## TASK TO CARRY OUT
Only one span of the listing below is wanted: the lines from the one with "the default device" through the one with "pub fn backend_name()", reproduced exactly, both ends kept.

## SUPPLIED ENTRIES

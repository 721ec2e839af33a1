//! Explanation Engine
//!
//! Produces a class prediction for an image and, on request, a
//! perturbation-sampled saliency mask. The image is partitioned into a grid
//! of superpixels; random subsets of regions are blanked out, every variant
//! is scored through the classifier in batched forward passes, and a ridge
//! regression over region presence estimates each region's contribution to
//! the predicted class. The most influential positively-contributing
//! regions are marked on an overlay of the original image.

use burn::tensor::{backend::Backend, Tensor, TensorData};
use image::imageops::FilterType;
use image::{DynamicImage, Rgb, RgbImage};
use rand::Rng;
use rand::SeedableRng;
use rand_chacha::ChaCha8Rng;
use tracing::debug;

use crate::dataset::image_to_chw;
use crate::model::LesionClassifier;
use crate::taxonomy::LesionTaxonomy;
use crate::utils::error::{DermascopeError, Result};
use crate::{IMAGE_HEIGHT, IMAGE_WIDTH, NUM_CLASSES};

/// Superpixel grid extent: the image is partitioned into ROWS x COLS
/// rectangular regions, the atomic units of perturbation.
const SUPERPIXEL_ROWS: usize = 8;
const SUPERPIXEL_COLS: usize = 8;

/// How many positively-contributing regions are highlighted.
const TOP_REGIONS: usize = 5;

/// Variants scored per forward pass while sampling.
const SCORING_CHUNK: usize = 16;

/// Ridge regularization for the local linear fit.
const RIDGE_LAMBDA: f32 = 1e-3;

/// Boundary highlight color in [0, 1] scale (yellow).
const BOUNDARY_COLOR: [f32; 3] = [1.0, 1.0, 0.0];

/// A class prediction with its softmax confidence.
#[derive(Debug, Clone, PartialEq)]
pub struct Prediction {
    pub label: String,
    pub confidence: f64,
}

/// Spatial saliency overlay: the input image in [0, 1] scale with the
/// supporting superpixels' boundaries marked. Stored HWC.
#[derive(Debug, Clone)]
pub struct SaliencyMask {
    height: usize,
    width: usize,
    data: Vec<f32>,
}

impl SaliencyMask {
    /// All-zero mask of the given spatial extent.
    pub fn new(height: usize, width: usize) -> Self {
        Self {
            height,
            width,
            data: vec![0.0; height * width * 3],
        }
    }

    /// Build from an image, scaling pixel values to [0, 1].
    pub fn from_image(image: &RgbImage) -> Self {
        let (width, height) = image.dimensions();
        let mut mask = Self::new(height as usize, width as usize);
        for (x, y, pixel) in image.enumerate_pixels() {
            mask.set(
                y as usize,
                x as usize,
                [
                    pixel[0] as f32 / 255.0,
                    pixel[1] as f32 / 255.0,
                    pixel[2] as f32 / 255.0,
                ],
            );
        }
        mask
    }

    /// (height, width)
    pub fn dimensions(&self) -> (usize, usize) {
        (self.height, self.width)
    }

    pub fn set(&mut self, y: usize, x: usize, rgb: [f32; 3]) {
        let base = (y * self.width + x) * 3;
        self.data[base..base + 3].copy_from_slice(&rgb);
    }

    pub fn get(&self, y: usize, x: usize) -> [f32; 3] {
        let base = (y * self.width + x) * 3;
        [self.data[base], self.data[base + 1], self.data[base + 2]]
    }

    /// Lossless conversion to nested arrays ([H][W][3]).
    pub fn to_nested(&self) -> Vec<Vec<Vec<f32>>> {
        (0..self.height)
            .map(|y| (0..self.width).map(|x| self.get(y, x).to_vec()).collect())
            .collect()
    }
}

/// Superpixel id for a pixel, given the image extent.
fn region_of(x: usize, y: usize, width: usize, height: usize) -> usize {
    let cell_w = width.div_ceil(SUPERPIXEL_COLS).max(1);
    let cell_h = height.div_ceil(SUPERPIXEL_ROWS).max(1);
    let col = (x / cell_w).min(SUPERPIXEL_COLS - 1);
    let row = (y / cell_h).min(SUPERPIXEL_ROWS - 1);
    row * SUPERPIXEL_COLS + col
}

/// Draw `budget` random on/off region subsets. The first sample keeps every
/// region on so the fit always sees the unperturbed image.
fn sample_region_masks(
    rng: &mut ChaCha8Rng,
    num_regions: usize,
    budget: usize,
) -> Vec<Vec<bool>> {
    let budget = budget.max(1);
    let mut masks = Vec::with_capacity(budget);
    masks.push(vec![true; num_regions]);
    for _ in 1..budget {
        masks.push((0..num_regions).map(|_| rng.gen_bool(0.5)).collect());
    }
    masks
}

/// Blank out every pixel whose region is off (hide color is black).
fn apply_region_mask(image: &RgbImage, mask: &[bool]) -> RgbImage {
    let (width, height) = image.dimensions();
    let mut out = image.clone();
    for (x, y, pixel) in out.enumerate_pixels_mut() {
        if !mask[region_of(x as usize, y as usize, width as usize, height as usize)] {
            *pixel = Rgb([0, 0, 0]);
        }
    }
    out
}

/// Fit a ridge regression of region presence against the target scores and
/// return one coefficient per region. The fit only aggregates sums over
/// samples, so it is invariant to sample order.
fn fit_region_weights(masks: &[Vec<bool>], scores: &[f32], num_regions: usize) -> Vec<f32> {
    let dim = num_regions + 1; // bias column last

    // Normal equations: (X^T X + lambda I) w = X^T y
    let mut a = vec![vec![0.0f32; dim]; dim];
    let mut b = vec![0.0f32; dim];

    for (mask, &score) in masks.iter().zip(scores) {
        let feature = |j: usize| -> f32 {
            if j == num_regions {
                1.0
            } else if mask[j] {
                1.0
            } else {
                0.0
            }
        };
        for i in 0..dim {
            let fi = feature(i);
            if fi == 0.0 {
                continue;
            }
            b[i] += fi * score;
            for (j, row) in a[i].iter_mut().enumerate() {
                *row += fi * feature(j);
            }
        }
    }
    for (i, row) in a.iter_mut().enumerate() {
        row[i] += RIDGE_LAMBDA;
    }

    // Gaussian elimination with partial pivoting; the ridge term keeps the
    // system non-singular.
    for col in 0..dim {
        let pivot_row = (col..dim)
            .max_by(|&r1, &r2| a[r1][col].abs().total_cmp(&a[r2][col].abs()))
            .unwrap_or(col);
        a.swap(col, pivot_row);
        b.swap(col, pivot_row);

        let pivot = a[col][col];
        if pivot.abs() < f32::EPSILON {
            continue;
        }

        for row in col + 1..dim {
            let factor = a[row][col] / pivot;
            if factor == 0.0 {
                continue;
            }
            for k in col..dim {
                a[row][k] -= factor * a[col][k];
            }
            b[row] -= factor * b[col];
        }
    }

    let mut weights = vec![0.0f32; dim];
    for row in (0..dim).rev() {
        let mut sum = b[row];
        for col in row + 1..dim {
            sum -= a[row][col] * weights[col];
        }
        if a[row][row].abs() >= f32::EPSILON {
            weights[row] = sum / a[row][row];
        }
    }

    weights.truncate(num_regions);
    weights
}
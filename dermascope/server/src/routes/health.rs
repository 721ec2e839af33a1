//! Health check endpoint
//!
//! Reports liveness plus what this instance is actually serving: the model
//! it loaded, the lesion classes it can predict and the backend it runs on.

use axum::{extract::State, Json};
use serde::Serialize;

use crate::state::SharedState;

#[derive(Serialize)]
pub struct HealthResponse {
    pub status: String,
    pub uptime_seconds: u64,
    pub started_at: String,
    /// Path the served model weights were loaded from
    pub model: String,
    /// Lesion classes the loaded classifier predicts
    pub classes: usize,
    pub backend: String,
    pub version: String,
}

/// GET /health - Health check endpoint
pub async fn health_check(State(state): State<SharedState>) -> Json<HealthResponse> {
    Json(HealthResponse {
        status: "ok".to_string(),
        uptime_seconds: state.uptime_seconds(),
        started_at: state.started_at.to_rfc3339(),
        model: state.model_path.display().to_string(),
        classes: state.service.lock().unwrap().explainer().taxonomy().len(),
        backend: dermascope::backend::backend_name().to_string(),
        version: env!("CARGO_PKG_VERSION").to_string(),
    })
}
//! Error Handling Module
//!
//! Defines custom error types for the dermascope library.
//! Uses thiserror for ergonomic error definitions.

use std::path::PathBuf;

use thiserror::Error;

use crate::inference::codec::DecodeError;

/// Main error type for dermascope operations
#[derive(Error, Debug)]
pub enum DermascopeError {
    /// Malformed or missing request fields
    #[error("Validation error: {0}")]
    Validation(String),

    /// Transport text or image bytes could not be decoded
    #[error(transparent)]
    Decode(#[from] DecodeError),

    /// The classifier or explanation engine failed during a forward pass
    #[error("Inference error: {0}")]
    Inference(String),

    /// Model artifact could not be written or read
    #[error("Persistence error: {0}")]
    Persistence(String),

    /// Error with dataset operations
    #[error("Dataset error: {0}")]
    Dataset(String),

    /// Path not found
    #[error("Path not found: {0}")]
    PathNotFound(PathBuf),

    /// IO error
    #[error("IO error: {0}")]
    Io(#[from] std::io::Error),
}

/// Convenience Result type for dermascope operations
pub type Result<T> = std::result::Result<T, DermascopeError>;

#[cfg(test)]
mod tests {
    use super::*;

    #[test]
    fn test_error_display() {
        let err = DermascopeError::Dataset("missing metadata".to_string());
        assert_eq!(format!("{}", err), "Dataset error: missing metadata");
    }

    #[test]
    fn test_decode_error_is_transparent() {
        let err = DermascopeError::from(DecodeError::BadEncoding("truncated".to_string()));
        assert!(format!("{}", err).contains("truncated"));
    }
}
//! # Dermascope
//!
//! A Rust library for skin lesion classification with explainable
//! predictions, built on the Burn framework.
//!
//! ## Features
//!
//! - **CNN classifier** for the seven HAM10000 lesion categories
//! - **Burn framework** for portable, efficient training and inference
//! - **Explainable predictions** via perturbation-sampled saliency masks
//! - **HAM10000 dataset** support joining the metadata CSV with the images
//!
//! ## Modules
//!
//! - `dataset`: HAM10000 loading and tensor batching
//! - `model`: CNN architecture built with Burn
//! - `training`: Epoch loop, evaluation and best-model checkpointing
//! - `inference`: Decoding, explainable prediction and the request service
//! - `utils`: Logging and error types
//!
//! ## Quick Start
//!
//! ```rust,ignore
//! use dermascope::dataset::LesionDataset;
//! use dermascope::model::LesionClassifierConfig;
//!
//! // Load dataset
//! let dataset = LesionDataset::load("data/ham10000", true)?;
//!
//! // Create model
//! let config = LesionClassifierConfig::new();
//! // ... training and inference
//! ```

pub mod backend;
pub mod dataset;
pub mod inference;
pub mod model;
pub mod taxonomy;
pub mod training;
pub mod utils;

// Re-export commonly used items for convenience
pub use dataset::{LesionBatch, LesionBatcher, LesionDataset, LesionItem};
pub use inference::{Explainer, Prediction, PredictionResponse, PredictionService, SaliencyMask};
pub use model::{load_model, LesionClassifier, LesionClassifierConfig};
pub use taxonomy::LesionTaxonomy;
pub use training::{build_trainer, EpochMetrics, Trainer, TrainingConfig};
pub use utils::error::{DermascopeError, Result};

/// HAM10000 lesion classes (7 total)
pub const NUM_CLASSES: usize = 7;

/// Native HAM10000 image height
pub const IMAGE_HEIGHT: u32 = 450;

/// Native HAM10000 image width
pub const IMAGE_WIDTH: u32 = 600;

/// Version of the library
pub const VERSION: &str = env!("CARGO_PKG_VERSION");
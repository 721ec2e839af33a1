//! Dermascope Prediction Server
//!
//! HTTP API server exposing the skin lesion classifier. Loads the model
//! once at startup and serves classification requests with optional
//! saliency explanations.

mod routes;
mod state;

use std::net::SocketAddr;
use std::path::PathBuf;
use std::sync::Arc;

use axum::{
    routing::{get, post},
    Router,
};
use clap::Parser;
use tower_http::cors::{Any, CorsLayer};
use tower_http::trace::TraceLayer;
use tracing::{info, Level};
use tracing_subscriber::FmtSubscriber;

use dermascope::backend::{backend_name, default_device, DefaultBackend};
use dermascope::inference::{Explainer, PredictionService};
use dermascope::model::load_model;

use crate::state::AppState;

/// Dermascope Prediction Server
#[derive(Parser, Debug)]
#[command(name = "dermascope-server")]
#[command(version)]
#[command(about = "HTTP prediction API for skin lesion classification")]
struct Cli {
    /// Port to listen on
    #[arg(short, long, default_value = "8089")]
    port: u16,

    /// Host to bind to
    #[arg(long, default_value = "0.0.0.0")]
    host: String,

    /// Path to the trained model
    #[arg(short, long, env = "DERMASCOPE_MODEL", default_value = "model/model_dermascope")]
    model: PathBuf,

    /// Seed for the explanation sampler
    #[arg(long, default_value = "42")]
    seed: u64,
}

#[tokio::main]
async fn main() -> anyhow::Result<()> {
    let cli = Cli::parse();

    FmtSubscriber::builder()
        .with_max_level(Level::INFO)
        .with_target(false)
        .compact()
        .init();

    info!("Dermascope Prediction Server v{}", env!("CARGO_PKG_VERSION"));
    info!("  Backend: {}", backend_name());
    info!("  Model:   {:?}", cli.model);

    let device = default_device();
    let model = load_model::<DefaultBackend>(&cli.model, &device)?;
    let explainer = Explainer::new(model, device).with_seed(cli.seed);
    let service = PredictionService::new(explainer);

    let state = Arc::new(AppState::new(service, cli.model));

    let app = Router::new()
        .route("/health", get(routes::health::health_check))
        .route("/predict", post(routes::predict::predict))
        .with_state(state)
        .layer(TraceLayer::new_for_http())
        .layer(
            CorsLayer::new()
                .allow_origin(Any)
                .allow_methods(Any)
                .allow_headers(Any),
        );

    let addr: SocketAddr = format!("{}:{}", cli.host, cli.port).parse()?;
    info!("Starting server on http://{}", addr);

    let listener = tokio::net::TcpListener::bind(addr).await?;
    axum::serve(listener, app).await?;

    Ok(())
}
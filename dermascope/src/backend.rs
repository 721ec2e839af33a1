//! Backend abstraction - Multi-backend support
//!
//! Supports CUDA (GPU) when enabled, with NdArray (CPU) as the default.

use burn::backend::Autodiff;

#[cfg(feature = "cuda")]
pub type DefaultBackend = burn::backend::Cuda;

#[cfg(not(feature = "cuda"))]
pub type DefaultBackend = burn::backend::NdArray;

/// The default autodiff backend for training
pub type TrainingBackend = Autodiff<DefaultBackend>;

/// Get the default device
pub fn default_device() -> <DefaultBackend as burn::tensor::backend::Backend>::Device {
    <DefaultBackend as burn::tensor::backend::Backend>::Device::default()
}

/// Get a human-readable name for the current backend
pub fn backend_name() -> &'static str {
    #[cfg(feature = "cuda")]
    {
        "CUDA (GPU)"
    }

    #[cfg(not(feature = "cuda"))]
    {
        "NdArray (CPU)"
    }
}
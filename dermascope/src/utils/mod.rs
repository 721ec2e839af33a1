//! Utility modules: error types and logging setup.

pub mod error;
pub mod logging;

pub use error::{DermascopeError, Result};
//! Dataset module for HAM10000 data handling
//!
//! - `loader`: joins the metadata CSV with the image files on disk
//! - `burn_dataset`: converts images to tensors and collates batches

pub mod burn_dataset;
pub mod loader;

pub use burn_dataset::{image_to_chw, LesionBatch, LesionBatcher, LesionItem};
pub use loader::{LesionDataset, LesionSample};
//! Headless driver for the chrome engine.
//!
//! Loads one page of a static site from disk, bootstraps the chrome
//! against the site directory, optionally replays a scripted event
//! sequence, and prints a report of the resulting chrome state.

use std::fs;
use std::path::PathBuf;

use ch_chrome::ChromeConfig;
use ch_chrome::ChromeRuntime;
use ch_core::ChromeError;
use ch_core::ChromeResult;
use ch_core::Viewport;
use ch_search::BuiltinMatcherProvider;
use url::Url;

use self::loader::DirectoryLoader;

mod loader;
mod report;
mod script;

const USAGE: &str = "usage: chromite-shell <site-root> <page-path> \
[--base-url URL] [--viewport WIDTH] [--query TEXT] [--events FILE]";

const DEFAULT_BASE_URL: &str = "https://localhost/";
const DEFAULT_VIEWPORT_WIDTH: u32 = 1280;

#[derive(Debug)]
struct Options {
    site_root: PathBuf,
    page: String,
    base_url: String,
    viewport: u32,
    query: Option<String>,
    events: Option<PathBuf>,
}

pub(crate) fn run() -> ChromeResult<()> {
    let options = parse_args(std::env::args().skip(1))?;

    let page_file = options
        .site_root
        .join(options.page.trim_start_matches('/'));
    let source = fs::read_to_string(&page_file).map_err(|error| {
        ChromeError::new(
            "shell.page.read_failed",
            format!("failed to read {}: {error}", page_file.display()),
        )
    })?;

    let page_url = page_url(&options)?;
    let loader = DirectoryLoader::new(options.site_root.clone());

    let mut runtime = ChromeRuntime::new(
        &source,
        page_url,
        Viewport::new(options.viewport),
        ChromeConfig::default(),
    );
    let summary = runtime.bootstrap(&loader, &BuiltinMatcherProvider)?;
    log::debug!("chrome bootstrap completed for {}", options.page);

    if let Some(events) = &options.events {
        script::replay_file(&mut runtime, events)?;
    }
    if let Some(query) = &options.query {
        script::run_query(&mut runtime, query);
    }

    report::print(&runtime, &summary, &options.page);
    Ok(())
}

fn page_url(options: &Options) -> ChromeResult<Url> {
    Url::parse(&options.base_url)
        .and_then(|base| base.join(&options.page))
        .map_err(|error| {
            ChromeError::new(
                "shell.page.url_invalid",
                format!(
                    "cannot form a page URL from `{}` and `{}`: {error}",
                    options.base_url, options.page
                ),
            )
        })
}

fn parse_args(args: impl Iterator<Item = String>) -> ChromeResult<Options> {
    let mut args = args;
    let mut positional = Vec::new();
    let mut base_url = DEFAULT_BASE_URL.to_owned();
    let mut viewport = DEFAULT_VIEWPORT_WIDTH;
    let mut query = None;
    let mut events = None;

    while let Some(arg) = args.next() {
        match arg.as_str() {
            "--base-url" => base_url = flag_value(&mut args, "--base-url")?,
            "--viewport" => {
                let raw = flag_value(&mut args, "--viewport")?;
                viewport = raw.parse().map_err(|_| {
                    ChromeError::new(
                        "shell.args.invalid",
                        format!("--viewport expects a pixel width, got `{raw}`"),
                    )
                })?;
            }
            "--query" => query = Some(flag_value(&mut args, "--query")?),
            "--events" => events = Some(PathBuf::from(flag_value(&mut args, "--events")?)),
            other if other.starts_with("--") => {
                return Err(ChromeError::new(
                    "shell.args.invalid",
                    format!("unknown flag `{other}`\n{USAGE}"),
                ));
            }
            _ => positional.push(arg),
        }
    }

    if positional.len() != 2 {
        return Err(ChromeError::new("shell.args.invalid", USAGE));
    }

    let page = positional.pop().unwrap_or_default();
    let site_root = positional.pop().unwrap_or_default();

    Ok(Options {
        site_root: PathBuf::from(site_root),
        page,
        base_url,
        viewport,
        query,
        events,
    })
}

fn flag_value(args: &mut impl Iterator<Item = String>, flag: &str) -> ChromeResult<String> {
    args.next().ok_or_else(|| {
        ChromeError::new(
            "shell.args.invalid",
            format!("missing value after {flag}\n{USAGE}"),
        )
    })
}
//! Fuzzy-matcher capability seam.
//!
//! The overlay treats ranked matching as an injected collaborator: anything
//! that can take the indexed documents once and answer ranked queries fits
//! behind [`Matcher`]. [`BuiltinMatcher`] is the bundled implementation so a
//! site works with no external matching library; hosts with their own engine
//! supply a different [`MatcherProvider`].

use ch_core::ChromeResult;

use crate::SearchDocument;

/// Matcher construction options, mirroring the library contract the overlay
/// was written against: scored results, a similarity cutoff, and the
/// document fields to match on.
#[derive(Debug, Clone, PartialEq)]
pub struct MatcherConfig {
    pub include_score: bool,
    pub threshold: f64,
    pub keys: Vec<String>,
}

impl Default for MatcherConfig {
    fn default() -> Self {
        Self {
            include_score: true,
            threshold: 0.35,
            keys: vec!["title".to_owned(), "content".to_owned()],
        }
    }
}

/// One ranked hit. `index` addresses the document slice the matcher was
/// built over; `score` is a distance, zero being a perfect match.
#[derive(Debug, Clone, Copy, PartialEq)]
pub struct RankedMatch {
    pub index: usize,
    pub score: f64,
}

/// Ranked matching over the loaded index.
pub trait Matcher {
    fn search(&self, query: &str, limit: usize) -> Vec<RankedMatch>;
}

/// One-shot matcher construction. Loading is performed at most once per
/// page load; the caller caches the returned matcher.
pub trait MatcherProvider {
    fn load(
        &self,
        documents: &[SearchDocument],
        config: &MatcherConfig,
    ) -> ChromeResult<Box<dyn Matcher>>;
}

/// Default provider wiring [`BuiltinMatcher`] into the overlay.
#[derive(Debug, Clone, Copy, Default)]
pub struct BuiltinMatcherProvider;

impl MatcherProvider for BuiltinMatcherProvider {
    fn load(
        &self,
        documents: &[SearchDocument],
        config: &MatcherConfig,
    ) -> ChromeResult<Box<dyn Matcher>> {
        Ok(Box::new(BuiltinMatcher::new(documents, config)))
    }
}

/// Bundled matcher: containment beats subsequence coverage, earlier
/// containment beats later, and everything past the threshold is cut.
pub struct BuiltinMatcher {
    fields: Vec<Vec<String>>,
    threshold: f64,
}

impl BuiltinMatcher {
    pub fn new(documents: &[SearchDocument], config: &MatcherConfig) -> Self {
        let fields = documents
            .iter()
            .map(|document| {
                config
                    .keys
                    .iter()
                    .map(|key| document.field(key).to_lowercase())
                    .collect()
            })
            .collect();

        Self {
            fields,
            threshold: config.threshold,
        }
    }
}

impl Matcher for BuiltinMatcher {
    fn search(&self, query: &str, limit: usize) -> Vec<RankedMatch> {
        let needle = query.trim().to_lowercase();
        if needle.is_empty() {
            return Vec::new();
        }

        let mut out = Vec::new();
        for (index, fields) in self.fields.iter().enumerate() {
            let score = fields
                .iter()
                .map(|field| field_score(field, &needle))
                .fold(1.0_f64, f64::min);
            if score <= self.threshold {
                out.push(RankedMatch { index, score });
            }
        }

        out.sort_by(|left, right| {
            left.score
                .partial_cmp(&right.score)
                .unwrap_or(std::cmp::Ordering::Equal)
                .then(left.index.cmp(&right.index))
        });
        out.truncate(limit);
        out
    }
}

/// Distance of one field from the query: 0 is a perfect match, 1 no match.
fn field_score(field: &str, needle: &str) -> f64 {
    if field.is_empty() {
        return 1.0;
    }

    if let Some(position) = field.find(needle) {
        // Contained matches always clear the default threshold; earlier
        // positions rank higher.
        let span = field.len().max(1) as f64;
        return 0.2 * (position as f64 / span);
    }

    let covered = subsequence_coverage(field, needle);
    if covered >= 1.0 {
        return 0.3;
    }
    1.0 - covered
}

/// Fraction of query characters found in order within the field.
fn subsequence_coverage(field: &str, needle: &str) -> f64 {
    let total = needle.chars().count();
    if total == 0 {
        return 0.0;
    }

    let mut matched = 0_usize;
    let mut field_chars = field.chars();
    for wanted in needle.chars() {
        if field_chars.any(|ch| ch == wanted) {
            matched += 1;
        } else {
            break;
        }
    }

    matched as f64 / total as f64
}
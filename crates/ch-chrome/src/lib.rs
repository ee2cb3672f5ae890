//! Chrome engine for static multi-page sites.
//!
//! Assembles the shared header/footer shell into a parsed page, keeps
//! navigation state consistent with the page URL, drives the scroll-reveal
//! header and the search overlay, and sequences the whole setup behind an
//! abort-on-first-failure bootstrap. Hosts construct a [`ChromeRuntime`]
//! per page load, bootstrap it against a [`ResourceLoader`], and then feed
//! it [`PageEvent`]s.

mod basepath;
mod bootstrap;
mod events;
mod links;
mod loader;
mod page;
mod partials;

pub use basepath::BasePrefix;
pub use basepath::SCRIPT_MARKER;
pub use bootstrap::BootstrapSummary;
pub use bootstrap::ChromeConfig;
pub use bootstrap::ChromeRuntime;
pub use events::Key;
pub use events::PageEvent;
pub use links::LinkRewriter;
pub use loader::FetchMode;
pub use loader::FixtureLoader;
pub use loader::ResourceLoader;
pub use partials::InjectReport;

## THE COMPLETED TASK
/// Get the default device
pub fn default_device() -> <DefaultBackend as burn::tensor::backend::Backend>::Device {
    <DefaultBackend as burn::tensor::backend::Backend>::Device::default()
}

/// Get a human-readable name for the current backend
pub fn backend_name() -> &'static str {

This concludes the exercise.